(Beginning of Excerpted data)

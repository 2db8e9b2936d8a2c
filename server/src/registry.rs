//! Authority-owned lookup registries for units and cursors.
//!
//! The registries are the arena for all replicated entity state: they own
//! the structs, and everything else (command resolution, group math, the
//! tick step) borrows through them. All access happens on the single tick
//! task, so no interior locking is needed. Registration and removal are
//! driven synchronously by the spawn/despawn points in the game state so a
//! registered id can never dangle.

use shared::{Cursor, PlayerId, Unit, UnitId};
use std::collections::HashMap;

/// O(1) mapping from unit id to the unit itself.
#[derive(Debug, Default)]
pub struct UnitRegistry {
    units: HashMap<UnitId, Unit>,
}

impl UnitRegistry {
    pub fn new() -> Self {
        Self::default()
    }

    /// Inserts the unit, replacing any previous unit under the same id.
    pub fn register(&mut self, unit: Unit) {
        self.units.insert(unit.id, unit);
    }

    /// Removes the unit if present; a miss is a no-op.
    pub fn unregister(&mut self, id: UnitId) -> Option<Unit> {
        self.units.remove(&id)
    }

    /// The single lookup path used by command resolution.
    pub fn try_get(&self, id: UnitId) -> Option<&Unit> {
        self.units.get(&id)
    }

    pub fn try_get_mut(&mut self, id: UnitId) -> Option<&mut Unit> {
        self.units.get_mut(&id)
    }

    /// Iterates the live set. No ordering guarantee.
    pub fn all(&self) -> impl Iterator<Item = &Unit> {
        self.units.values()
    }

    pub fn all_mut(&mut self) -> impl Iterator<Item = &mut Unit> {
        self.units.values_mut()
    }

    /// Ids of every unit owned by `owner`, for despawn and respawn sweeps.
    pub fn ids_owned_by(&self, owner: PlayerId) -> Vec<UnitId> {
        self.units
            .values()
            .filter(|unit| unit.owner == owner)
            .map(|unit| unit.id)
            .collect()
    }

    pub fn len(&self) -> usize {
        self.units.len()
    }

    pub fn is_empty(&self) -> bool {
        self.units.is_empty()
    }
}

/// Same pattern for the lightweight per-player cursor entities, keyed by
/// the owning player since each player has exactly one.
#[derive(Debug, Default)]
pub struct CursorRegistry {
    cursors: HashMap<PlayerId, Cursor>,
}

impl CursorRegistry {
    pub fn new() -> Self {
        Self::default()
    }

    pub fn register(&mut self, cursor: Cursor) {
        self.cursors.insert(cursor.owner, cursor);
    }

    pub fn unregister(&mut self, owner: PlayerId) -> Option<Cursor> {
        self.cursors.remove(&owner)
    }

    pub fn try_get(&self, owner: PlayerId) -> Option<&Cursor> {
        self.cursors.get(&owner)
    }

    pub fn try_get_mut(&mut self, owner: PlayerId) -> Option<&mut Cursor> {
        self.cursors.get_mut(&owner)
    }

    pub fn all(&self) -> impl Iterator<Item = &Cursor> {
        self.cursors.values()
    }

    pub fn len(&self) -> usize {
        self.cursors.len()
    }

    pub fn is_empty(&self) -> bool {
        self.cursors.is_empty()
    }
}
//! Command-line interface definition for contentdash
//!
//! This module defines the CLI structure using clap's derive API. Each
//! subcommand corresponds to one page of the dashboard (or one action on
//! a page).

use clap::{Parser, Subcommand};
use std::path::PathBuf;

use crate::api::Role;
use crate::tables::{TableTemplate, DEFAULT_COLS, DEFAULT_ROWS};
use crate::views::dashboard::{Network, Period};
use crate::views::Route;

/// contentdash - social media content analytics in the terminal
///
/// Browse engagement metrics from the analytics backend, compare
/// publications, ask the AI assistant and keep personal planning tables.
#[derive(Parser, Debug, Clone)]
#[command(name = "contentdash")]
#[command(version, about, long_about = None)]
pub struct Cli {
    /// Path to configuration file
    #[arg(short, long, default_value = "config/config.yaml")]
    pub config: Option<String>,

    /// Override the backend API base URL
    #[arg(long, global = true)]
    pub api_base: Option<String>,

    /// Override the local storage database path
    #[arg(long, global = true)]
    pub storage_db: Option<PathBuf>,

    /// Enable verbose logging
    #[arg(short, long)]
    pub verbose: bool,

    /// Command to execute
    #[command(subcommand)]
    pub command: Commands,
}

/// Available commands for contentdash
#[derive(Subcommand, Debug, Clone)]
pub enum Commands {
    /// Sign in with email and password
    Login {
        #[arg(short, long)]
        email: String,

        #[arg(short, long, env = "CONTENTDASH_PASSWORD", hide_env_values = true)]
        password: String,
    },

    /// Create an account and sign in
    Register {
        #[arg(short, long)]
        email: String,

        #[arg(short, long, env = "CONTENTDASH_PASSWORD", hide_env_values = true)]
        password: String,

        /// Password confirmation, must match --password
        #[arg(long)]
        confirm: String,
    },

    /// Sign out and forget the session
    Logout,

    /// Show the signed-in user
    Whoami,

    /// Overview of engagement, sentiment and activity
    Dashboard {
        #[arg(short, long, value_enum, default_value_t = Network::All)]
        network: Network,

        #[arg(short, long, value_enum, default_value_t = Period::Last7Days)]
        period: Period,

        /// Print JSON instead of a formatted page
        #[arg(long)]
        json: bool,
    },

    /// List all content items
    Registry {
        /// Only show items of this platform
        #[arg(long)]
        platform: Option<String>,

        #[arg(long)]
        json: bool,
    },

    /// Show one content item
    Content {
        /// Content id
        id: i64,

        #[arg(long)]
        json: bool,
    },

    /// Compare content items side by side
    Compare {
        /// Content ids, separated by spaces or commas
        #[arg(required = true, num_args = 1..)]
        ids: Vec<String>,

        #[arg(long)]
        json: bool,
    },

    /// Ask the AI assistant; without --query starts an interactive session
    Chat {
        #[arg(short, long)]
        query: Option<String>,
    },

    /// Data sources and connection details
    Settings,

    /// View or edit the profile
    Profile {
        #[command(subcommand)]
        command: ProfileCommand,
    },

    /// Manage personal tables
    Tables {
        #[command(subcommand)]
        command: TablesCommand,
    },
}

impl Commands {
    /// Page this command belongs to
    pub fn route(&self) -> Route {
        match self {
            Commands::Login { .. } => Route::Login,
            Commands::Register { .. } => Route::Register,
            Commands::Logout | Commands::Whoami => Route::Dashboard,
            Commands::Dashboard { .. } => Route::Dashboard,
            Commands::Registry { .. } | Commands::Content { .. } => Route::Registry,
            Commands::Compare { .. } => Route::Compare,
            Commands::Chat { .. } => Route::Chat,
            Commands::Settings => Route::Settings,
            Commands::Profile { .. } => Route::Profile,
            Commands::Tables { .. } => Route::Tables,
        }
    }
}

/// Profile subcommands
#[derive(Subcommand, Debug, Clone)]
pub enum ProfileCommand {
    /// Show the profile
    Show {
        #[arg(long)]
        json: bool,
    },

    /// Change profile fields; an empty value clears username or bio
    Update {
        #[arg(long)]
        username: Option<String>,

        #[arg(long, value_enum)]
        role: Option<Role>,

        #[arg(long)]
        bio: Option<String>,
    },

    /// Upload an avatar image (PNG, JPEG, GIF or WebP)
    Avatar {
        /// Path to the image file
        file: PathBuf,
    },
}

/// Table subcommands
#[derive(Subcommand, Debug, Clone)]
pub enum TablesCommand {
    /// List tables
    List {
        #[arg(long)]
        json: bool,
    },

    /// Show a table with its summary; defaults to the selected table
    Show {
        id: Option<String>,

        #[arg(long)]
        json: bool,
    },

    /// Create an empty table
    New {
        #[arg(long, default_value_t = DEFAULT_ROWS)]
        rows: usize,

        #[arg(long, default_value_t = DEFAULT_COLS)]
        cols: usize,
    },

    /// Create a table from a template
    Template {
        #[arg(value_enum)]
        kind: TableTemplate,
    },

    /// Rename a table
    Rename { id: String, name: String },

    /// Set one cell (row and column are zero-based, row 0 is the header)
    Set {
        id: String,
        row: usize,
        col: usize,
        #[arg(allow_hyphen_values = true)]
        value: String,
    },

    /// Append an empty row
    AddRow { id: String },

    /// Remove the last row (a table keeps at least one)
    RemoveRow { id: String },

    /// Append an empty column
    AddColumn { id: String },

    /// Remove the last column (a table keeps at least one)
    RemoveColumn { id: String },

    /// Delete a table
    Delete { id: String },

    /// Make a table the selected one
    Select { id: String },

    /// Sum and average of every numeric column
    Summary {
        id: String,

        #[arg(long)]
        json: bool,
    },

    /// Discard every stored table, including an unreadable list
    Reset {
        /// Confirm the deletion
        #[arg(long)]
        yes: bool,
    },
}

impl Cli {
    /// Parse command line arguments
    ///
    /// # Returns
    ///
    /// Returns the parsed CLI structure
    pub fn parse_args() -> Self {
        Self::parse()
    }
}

(End of Excerpted data)

Directions for this task :: Where does the string "Append" occur in the data above? Copy every line that holds it.

Problem solution ::
    /// Append an empty row
    /// Append an empty column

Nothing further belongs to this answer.